Attorney General K K Venugopal told a five-judge Constitution bench headed by Chief Justice Dipak Misra that there is no judgment which says that affluent people of the SC/ST community can be denied quota benefits by applying creamy layer concept.
Venugopal was responding to a question whether the creamy layer concept can be applied to exclude persons who have come up to ensure that the backward among the SC/ST communities can reap the benefits of quota.
The top law officer said that even if some people of the community have come up, the stigma of caste and backwardness is still attached to them.
He also said that the question of excluding certain class of SC/ST has to be decided by the President and the Parliament and this exercise is not open to judiciary.
"They have to marry from their own caste. Even a well-off person of SC/ST community cannot marry from a higher caste. The fact that some persons have become affluent does not take away the imprint of caste and backwardness.
More From This Section
The top law officer termed the discriminatory caste system as a misfortune of the country.

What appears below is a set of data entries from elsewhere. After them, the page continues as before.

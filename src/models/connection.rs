use serde_json::Value;
use tokio::sync::mpsc::UnboundedSender;
use uuid::Uuid;

pub type ConnectionId = Uuid;

/// Identity plus outbound-send capability for one client connection.
/// The transport owns the socket; sessions hold cloned handles. Sending
/// pushes onto the connection's outbound channel and never blocks - a
/// closed channel means the socket is already gone and the disconnect
/// path owns the cleanup.
#[derive(Debug, Clone)]
pub struct ConnectionHandle {
    id: ConnectionId,
    sender: UnboundedSender<Value>,
}

impl ConnectionHandle {
    pub fn new(sender: UnboundedSender<Value>) -> Self {
        Self {
            id: Uuid::new_v4(),
            sender,
        }
    }

    pub fn id(&self) -> ConnectionId {
        self.id
    }

    pub fn send(&self, message: Value) {
        if self.sender.send(message).is_err() {
            log::debug!("send to closed connection {} dropped", self.id);
        }
    }
}

impl PartialEq for ConnectionHandle {
    fn eq(&self, other: &Self) -> bool {
        self.id == other.id
    }
}

impl Eq for ConnectionHandle {}

#[cfg(test)]
mod tests {
    use super::*;
    use tokio::sync::mpsc;

    #[test]
    fn test_handles_compare_by_identity() {
        let (tx, _rx) = mpsc::unbounded_channel();
        let a = ConnectionHandle::new(tx.clone());
        let b = ConnectionHandle::new(tx);
        assert_ne!(a, b);
        assert_eq!(a, a.clone());
    }

    #[test]
    fn test_send_reaches_channel() {
        let (tx, mut rx) = mpsc::unbounded_channel();
        let conn = ConnectionHandle::new(tx);
        conn.send(serde_json::json!({"status": "startGame"}));
        let msg = rx.try_recv().unwrap();
        assert_eq!(msg["status"], "startGame");
    }

    #[test]
    fn test_send_after_receiver_dropped_is_ignored() {
        let (tx, rx) = mpsc::unbounded_channel();
        drop(rx);
        let conn = ConnectionHandle::new(tx);
        conn.send(serde_json::json!({"status": "kicked"}));
    }
}
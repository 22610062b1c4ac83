//! Inverts a small matrix and checks the product against the identity.
//!
//! Run with `cargo run --example invert_and_check`; set `DENSEMAT_LOG=trace`
//! for shape-change logging.

use anyhow::Result;
use densemat::Matrix;
use log::LevelFilter;

fn main() -> Result<()> {
    env_logger::Builder::default()
        .filter_level(LevelFilter::Error)
        .parse_env(env_logger::Env::default().filter_or("DENSEMAT_LOG", "info"))
        .init();

    let m = Matrix::from_rows(vec![
        vec![2.0, 5.0, 7.0],
        vec![6.0, 3.0, 4.0],
        vec![5.0, -2.0, -3.0],
    ])?;
    println!("m =\n{}", m);

    let det = m.determinant()?;
    log::info!("determinant = {}", det);

    let inv = m.inverse()?;
    println!("inverse =\n{}", inv);

    let product = m.try_mul(&inv)?;
    println!("m * inverse =\n{}", product);
    println!("matches the identity: {}", product == Matrix::identity(3)?);

    Ok(())
}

Advancing of arguments is still continuing.
The bench, also comprises justices Kurian Joseph, R F Nariman, Sanjay Kishan Kaul and Indu Malhotra.
Earlier on August 3, the apex court had asked the Centre as to why states have not come forward with any quantifiable data to decide the inadequacy of representation of Scheduled Castes and Scheduled Tribes in government services even 12 years after its verdict on the 'creamy layer'.
The five-judge Constitution bench is examining whether its 12-year-old verdict that had dealt with the issue of 'creamy layer' for reservations to SC and ST categories in government job promotions needs to be re-visited by a seven-judge bench.
The apex court had on July 11 refused to pass any interim order against its 2006 verdict and said that a five-judge bench would first see whether it needs to be examined by a seven-judge bench or not.
The M Nagaraj verdict of 2006 had held that the 'creamy layer' concept cannot be applied to the Scheduled Castes and Scheduled Tribes for promotions in government jobs, like two earlier verdicts of 1992 Indra Sawhney and others versus Union of India (popularly called Mandal Commission verdict) and 2005 E V Chinnaiah versus State of Andhra Pradesh which had dealt with creamy layer in Other Backward Classes category.
It had reiterated that the ceiling-limit of 50 per cent, the concept of the creamy layer and the compelling reasons like backwardness, inadequacy of representation and overall administrative efficiency were all constitutional requirements, without which the structure of equality of opportunity in Article 16 would collapse.